WHAT THIS TASK INVOLVES: Search the records for the word "impl". Copy every line where it appears.

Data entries

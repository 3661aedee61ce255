//! Waitlist role and goal enums.
//!
//! Wire values are the exact strings the waitlist backend accepts, so
//! `Display`, `FromStr` and serde all agree on them.

use core::fmt;

use serde::{Deserialize, Serialize};

/// Error returned when a string is not a known [`Role`] or [`Goal`].
#[derive(thiserror::Error, Debug, Clone, PartialEq, Eq)]
pub enum TagError {
    /// The value is not one of the four roles.
    #[error("unknown role: {0}")]
    UnknownRole(String),
    /// The value is not one of the four goals.
    #[error("unknown goal: {0}")]
    UnknownGoal(String),
}

/// Who is joining the waitlist.
#[derive(Debug, Clone, Copy, PartialEq, Eq, Hash, Serialize, Deserialize, Default)]
pub enum Role {
    #[default]
    Creator,
    Brand,
    Seller,
    #[serde(rename = "Just Joining")]
    JustJoining,
}

impl Role {
    /// All roles, in the order the signup form lists them.
    pub const ALL: [Self; 4] = [Self::Creator, Self::Brand, Self::Seller, Self::JustJoining];

    /// Wire value sent to the backend.
    #[must_use]
    pub const fn as_str(self) -> &'static str {
        match self {
            Self::Creator => "Creator",
            Self::Brand => "Brand",
            Self::Seller => "Seller",
            Self::JustJoining => "Just Joining",
        }
    }
}

impl fmt::Display for Role {
    fn fmt(&self, f: &mut fmt::Formatter<'_>) -> fmt::Result {
        f.write_str(self.as_str())
    }
}

impl std::str::FromStr for Role {
    type Err = TagError;

    fn from_str(s: &str) -> Result<Self, Self::Err> {
        Self::ALL
            .into_iter()
            .find(|role| role.as_str() == s)
            .ok_or_else(|| TagError::UnknownRole(s.to_string()))
    }
}

/// Why someone is joining the waitlist.
#[derive(Debug, Clone, Copy, PartialEq, Eq, Hash, Serialize, Deserialize)]
pub enum Goal {
    #[serde(rename = "find brand deals")]
    FindBrandDeals,
    #[serde(rename = "growing as a creator")]
    GrowingAsCreator,
    #[serde(rename = "discovering creators")]
    DiscoveringCreators,
    #[serde(rename = "managing collaboration and deals")]
    ManagingCollaborations,
}

impl Goal {
    /// All goals, in the order the signup form lists them.
    pub const ALL: [Self; 4] = [
        Self::FindBrandDeals,
        Self::GrowingAsCreator,
        Self::DiscoveringCreators,
        Self::ManagingCollaborations,
    ];

    /// Wire value sent to the backend.
    #[must_use]
    pub const fn as_str(self) -> &'static str {
        match self {
            Self::FindBrandDeals => "find brand deals",
            Self::GrowingAsCreator => "growing as a creator",
            Self::DiscoveringCreators => "discovering creators",
            Self::ManagingCollaborations => "managing collaboration and deals",
        }
    }

    /// Human-readable checkbox label.
    #[must_use]
    pub const fn label(self) -> &'static str {
        match self {
            Self::FindBrandDeals => "Find brand deals",
            Self::GrowingAsCreator => "Growing as a creator",
            Self::DiscoveringCreators => "Discovering creators",
            Self::ManagingCollaborations => "Managing collaboration and deals",
        }
    }
}

impl fmt::Display for Goal {
    fn fmt(&self, f: &mut fmt::Formatter<'_>) -> fmt::Result {
        f.write_str(self.as_str())
    }
}

impl std::str::FromStr for Goal {
    type Err = TagError;

    fn from_str(s: &str) -> Result<Self, Self::Err> {
        Self::ALL
            .into_iter()
            .find(|goal| goal.as_str() == s)
            .ok_or_else(|| TagError::UnknownGoal(s.to_string()))
    }
}
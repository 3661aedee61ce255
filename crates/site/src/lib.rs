//! Creatorum site library.
//!
//! The landing page, waitlist modal and admin dashboard, served as
//! server-rendered pages in front of the waitlist backend API. Exposed as a
//! library so the binary and the integration tests build the same router.

#![cfg_attr(not(test), forbid(unsafe_code))]

pub mod api;
pub mod components;
pub mod config;
pub mod error;
pub mod filters;
pub mod middleware;
pub mod routes;
pub mod state;

use axum::{
    Router,
    body::Body,
    http::{HeaderValue, Request, header::CACHE_CONTROL},
    middleware::from_fn,
    routing::get,
};
use tower::ServiceBuilder;
use tower_http::{
    services::ServeDir,
    set_header::SetResponseHeaderLayer,
    trace::{DefaultOnResponse, TraceLayer},
};
use tracing::{Level, Span, field};

use crate::state::AppState;

/// Cache policy for CSS, JS and images under `/static`.
const STATIC_CACHE_CONTROL: &str = "public, max-age=3600";

/// Build the full application router.
///
/// Sentry layers are added by the binary, outside this router, so tests
/// can use it without a Sentry client.
pub fn app(state: AppState) -> Router {
    let session_layer = middleware::create_session_layer(state.config());
    let static_files = ServiceBuilder::new()
        .layer(SetResponseHeaderLayer::if_not_present(
            CACHE_CONTROL,
            HeaderValue::from_static(STATIC_CACHE_CONTROL),
        ))
        .service(ServeDir::new(&state.config().static_dir));

    Router::new()
        .route("/health", get(health))
        .merge(routes::routes())
        .nest_service("/static", static_files)
        .layer(from_fn(middleware::security_headers_middleware))
        .layer(session_layer)
        .layer(from_fn(middleware::request_id_middleware))
        .layer(
            TraceLayer::new_for_http()
                .make_span_with(request_span)
                .on_response(DefaultOnResponse::new().level(Level::INFO)),
        )
        .with_state(state)
}

/// Span for one request; `request_id` is filled in by the request ID middleware.
fn request_span(request: &Request<Body>) -> Span {
    tracing::info_span!(
        "request",
        method = %request.method(),
        uri = %request.uri(),
        request_id = field::Empty,
    )
}

/// Liveness health check endpoint.
///
/// Returns "ok" if the server is running. The backend is not probed.
async fn health() -> &'static str {
    "ok"
}
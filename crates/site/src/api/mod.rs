//! Waitlist backend API client.
//!
//! Thin JSON-over-HTTP wrapper around the external waitlist service:
//!
//! ```text
//! POST /waitlist               {fullName, email, role, goals[]}
//! POST /admin/signup           {email, password, inviteCode}
//! POST /admin/login            {email, password} -> {token}
//! GET  /admin/me               Bearer -> {admin: {email}}
//! GET  /admin/waitlist/count   Bearer -> {count}
//! GET  /admin/waitlist         Bearer, ?limit=&offset= -> {entries}
//! ```
//!
//! Error bodies are `{error: string}` when the backend manages to produce
//! one. Bodies that are not JSON are tolerated: the message then falls back
//! to one naming the HTTP status. Nothing is retried. Transport errors are
//! logged here in full; callers only see [`ApiError::Network`]'s generic text.

mod error;

pub use error::ApiError;

use creatorum_core::WaitlistEntry;
use creatorum_core::dashboard::WaitlistPage;
use creatorum_core::waitlist::WaitlistSubmission;
use secrecy::{ExposeSecret, SecretString};
use serde_json::{Value, json};
use tracing::instrument;

use crate::config::ApiConfig;

/// Client for the waitlist backend.
///
/// Cheap to clone; clones share one connection pool.
#[derive(Debug, Clone)]
pub struct BackendClient {
    client: reqwest::Client,
    base_url: String,
}

impl BackendClient {
    /// Create a new backend client.
    ///
    /// # Errors
    ///
    /// Returns error if the HTTP client fails to build.
    pub fn new(config: &ApiConfig) -> Result<Self, ApiError> {
        let client = reqwest::Client::builder()
            .timeout(config.timeout)
            .user_agent(concat!("creatorum-site/", env!("CARGO_PKG_VERSION")))
            .build()?;

        Ok(Self {
            client,
            base_url: config.base_url.clone(),
        })
    }

    /// Absolute URL for an API path (`path` starts with `/`).
    #[must_use]
    pub fn endpoint(&self, path: &str) -> String {
        format!("{}{path}", self.base_url)
    }

    /// Submit a waitlist signup.
    ///
    /// # Errors
    ///
    /// Returns `ApiError::Status` for any non-2xx response.
    #[instrument(skip(self, submission), fields(role = %submission.role))]
    pub async fn join_waitlist(&self, submission: &WaitlistSubmission) -> Result<(), ApiError> {
        let response = self
            .client
            .post(self.endpoint("/waitlist"))
            .json(submission)
            .send()
            .await
            .map_err(unreachable_backend)?;

        check(response, "Request").await?;
        tracing::debug!("Waitlist signup accepted");
        Ok(())
    }

    /// Create an admin account. The invite code is passed through untouched.
    ///
    /// # Errors
    ///
    /// Returns `ApiError::Status` for any non-2xx response.
    #[instrument(skip(self, password, invite_code))]
    pub async fn signup_admin(
        &self,
        email: &str,
        password: &SecretString,
        invite_code: &str,
    ) -> Result<(), ApiError> {
        let body = json!({
            "email": email,
            "password": password.expose_secret(),
            "inviteCode": invite_code,
        });

        let response = self
            .client
            .post(self.endpoint("/admin/signup"))
            .json(&body)
            .send()
            .await
            .map_err(unreachable_backend)?;

        check(response, "Signup").await?;
        Ok(())
    }

    /// Exchange admin credentials for a bearer token.
    ///
    /// # Errors
    ///
    /// Returns `ApiError::Status` for a non-2xx response and
    /// `ApiError::UnexpectedResponse` when the body has no string `token`.
    #[instrument(skip(self, password))]
    pub async fn login_admin(
        &self,
        email: &str,
        password: &SecretString,
    ) -> Result<SecretString, ApiError> {
        let body = json!({
            "email": email,
            "password": password.expose_secret(),
        });

        let response = self
            .client
            .post(self.endpoint("/admin/login"))
            .json(&body)
            .send()
            .await
            .map_err(unreachable_backend)?;

        let body = check(response, "Login").await?;
        token_from(body.as_ref()).ok_or(ApiError::UnexpectedResponse)
    }

    /// Identity check. Returns the admin's email when the backend reports one.
    ///
    /// # Errors
    ///
    /// Returns `ApiError::Unauthorized` for any non-2xx response.
    #[instrument(skip_all)]
    pub async fn current_admin(&self, token: &SecretString) -> Result<Option<String>, ApiError> {
        let response = self
            .client
            .get(self.endpoint("/admin/me"))
            .bearer_auth(token.expose_secret())
            .send()
            .await
            .map_err(unreachable_backend)?;

        if !response.status().is_success() {
            tracing::info!(status = response.status().as_u16(), "Admin token rejected");
            return Err(ApiError::Unauthorized);
        }

        let body = read_json(response).await;
        Ok(admin_email_from(body.as_ref()))
    }

    /// Total number of waitlist entries. `None` when the body has no number.
    ///
    /// # Errors
    ///
    /// Returns `ApiError::Status` for any non-2xx response.
    #[instrument(skip_all)]
    pub async fn waitlist_count(&self, token: &SecretString) -> Result<Option<u64>, ApiError> {
        let response = self
            .client
            .get(self.endpoint("/admin/waitlist/count"))
            .bearer_auth(token.expose_secret())
            .send()
            .await
            .map_err(unreachable_backend)?;

        let body = check(response, "Count").await?;
        Ok(count_from(body.as_ref()))
    }

    /// One page of waitlist entries, newest first as the backend orders them.
    ///
    /// Rows that fail to decode are left out of `entries` but still counted
    /// in `received`.
    ///
    /// # Errors
    ///
    /// Returns `ApiError::Status` for any non-2xx response.
    #[instrument(skip(self, token))]
    pub async fn waitlist_page(
        &self,
        token: &SecretString,
        limit: u32,
        offset: usize,
    ) -> Result<WaitlistPage, ApiError> {
        let url = format!(
            "{}?limit={limit}&offset={offset}",
            self.endpoint("/admin/waitlist")
        );

        let response = self
            .client
            .get(url)
            .bearer_auth(token.expose_secret())
            .send()
            .await
            .map_err(unreachable_backend)?;

        let body = check(response, "Load").await?;
        let page = page_from(body);
        tracing::debug!(
            received = page.received,
            decoded = page.entries.len(),
            "Loaded waitlist page"
        );
        Ok(page)
    }
}

// =============================================================================
// Response Handling
// =============================================================================

/// Log a transport failure with its full text before it is hidden behind
/// the generic user-facing message.
fn unreachable_backend(error: reqwest::Error) -> ApiError {
    tracing::warn!(error = %error, "Backend unreachable");
    ApiError::Network(error)
}

/// Read a body as JSON, `None` if it is empty or not JSON.
async fn read_json(response: reqwest::Response) -> Option<Value> {
    let bytes = response.bytes().await.ok()?;
    serde_json::from_slice(&bytes).ok()
}

/// Turn a non-2xx response into `ApiError::Status`, otherwise hand back the
/// parsed body.
///
/// `action` names the failed call in the fallback message, e.g.
/// `"Login"` gives `Login failed (500).`
async fn check(response: reqwest::Response, action: &str) -> Result<Option<Value>, ApiError> {
    let status = response.status();
    let body = read_json(response).await;

    if status.is_success() {
        return Ok(body);
    }

    let message = error_message(body.as_ref(), action, status.as_u16());
    tracing::warn!(status = status.as_u16(), %message, "Backend request failed");
    Err(ApiError::Status {
        status: status.as_u16(),
        message,
    })
}

/// The body's string `error` field, or a message naming the status code.
fn error_message(body: Option<&Value>, action: &str, status: u16) -> String {
    body.and_then(|b| b.get("error"))
        .and_then(Value::as_str)
        .map_or_else(|| format!("{action} failed ({status})."), ToString::to_string)
}

fn token_from(body: Option<&Value>) -> Option<SecretString> {
    body.and_then(|b| b.get("token"))
        .and_then(Value::as_str)
        .map(|t| SecretString::from(t.to_string()))
}

fn admin_email_from(body: Option<&Value>) -> Option<String> {
    body.and_then(|b| b.get("admin"))
        .and_then(|a| a.get("email"))
        .and_then(Value::as_str)
        .map(ToString::to_string)
}

fn count_from(body: Option<&Value>) -> Option<u64> {
    body.and_then(|b| b.get("count")).and_then(Value::as_u64)
}

/// Decode `entries`, skipping rows that do not look like waitlist entries.
///
/// `received` is the length of the raw array, skipped rows included.
fn page_from(body: Option<Value>) -> WaitlistPage {
    let Some(Value::Array(rows)) = body.and_then(|mut b| b.get_mut("entries").map(Value::take))
    else {
        return WaitlistPage::default();
    };

    let received = rows.len();
    let entries = rows
        .into_iter()
        .filter_map(|row| match serde_json::from_value::<WaitlistEntry>(row) {
            Ok(entry) => Some(entry),
            Err(e) => {
                tracing::warn!(error = %e, "Skipping malformed waitlist entry");
                None
            }
        })
        .collect();

    WaitlistPage { entries, received }
}

#[cfg(test)]
#[allow(clippy::unwrap_used)]
mod tests {
    use std::time::Duration;

    use super::*;

    #[test]
    fn test_endpoint_joins_base_and_path() {
        let client = BackendClient::new(&ApiConfig {
            base_url: "http://localhost:3000".to_string(),
            timeout: Duration::from_secs(1),
        })
        .unwrap();
        assert_eq!(
            client.endpoint("/admin/waitlist/count"),
            "http://localhost:3000/admin/waitlist/count"
        );
    }

    #[test]
    fn test_error_message_prefers_backend_error() {
        let body = json!({"error": "Email already on the waitlist"});
        assert_eq!(
            error_message(Some(&body), "Request", 409),
            "Email already on the waitlist"
        );
    }

    #[test]
    fn test_error_message_falls_back_to_status() {
        assert_eq!(error_message(None, "Request", 502), "Request failed (502).");

        // A non-string error field is not shown
        let body = json!({"error": {"code": 7}});
        assert_eq!(error_message(Some(&body), "Login", 400), "Login failed (400).");
    }

    #[test]
    fn test_token_from() {
        let token = token_from(Some(&json!({"token": "abc"}))).unwrap();
        assert_eq!(token.expose_secret(), "abc");
        assert!(token_from(Some(&json!({"token": 5}))).is_none());
        assert!(token_from(None).is_none());
    }

    #[test]
    fn test_admin_email_from() {
        let body = json!({"admin": {"email": "ops@creatorum.app"}});
        assert_eq!(admin_email_from(Some(&body)).as_deref(), Some("ops@creatorum.app"));
        assert!(admin_email_from(Some(&json!({"admin": {}}))).is_none());
    }

    #[test]
    fn test_count_from() {
        assert_eq!(count_from(Some(&json!({"count": 1234}))), Some(1234));
        assert_eq!(count_from(Some(&json!({"count": "1234"}))), None);
        assert_eq!(count_from(None), None);
    }

    #[test]
    fn test_page_from_keeps_sparse_rows() {
        let body = json!({
            "entries": [
                {"id": "1", "created_at": "2026-10-19T10:00:00Z", "full_name": "Ada",
                 "email": "ada@example.com", "role": "Creator", "goals": ["find brand deals"]},
                {"id": "2", "full_name": null},
                {"id": 3, "created_at": "2026-10-18T10:00:00Z", "full_name": "Grace",
                 "email": "grace@example.com", "role": "Brand", "goals": null},
            ]
        });
        let page = page_from(Some(body));
        assert_eq!(page.received, 3);
        assert_eq!(page.entries.len(), 3);
        assert_eq!(page.entries[1].full_name, "");
        assert_eq!(page.entries[2].id, "3");
        assert!(page.entries[2].goals.is_empty());
    }

    #[test]
    fn test_page_from_counts_skipped_rows() {
        let body = json!({
            "entries": [
                {"id": "1", "full_name": "Ada"},
                "not an object",
                {"id": "3", "goals": "find brand deals"},
            ]
        });
        let page = page_from(Some(body));
        assert_eq!(page.entries.len(), 1);
        assert_eq!(page.received, 3);
    }

    #[test]
    fn test_page_from_missing_array() {
        assert_eq!(page_from(Some(json!({"entries": "nope"}))), WaitlistPage::default());
        assert_eq!(page_from(Some(json!({}))), WaitlistPage::default());
        assert_eq!(page_from(None).received, 0);
    }
}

TASK OUTPUT:
impl Role {
impl fmt::Display for Role {
impl std::str::FromStr for Role {
impl Goal {
impl fmt::Display for Goal {
impl std::str::FromStr for Goal {
impl BackendClient {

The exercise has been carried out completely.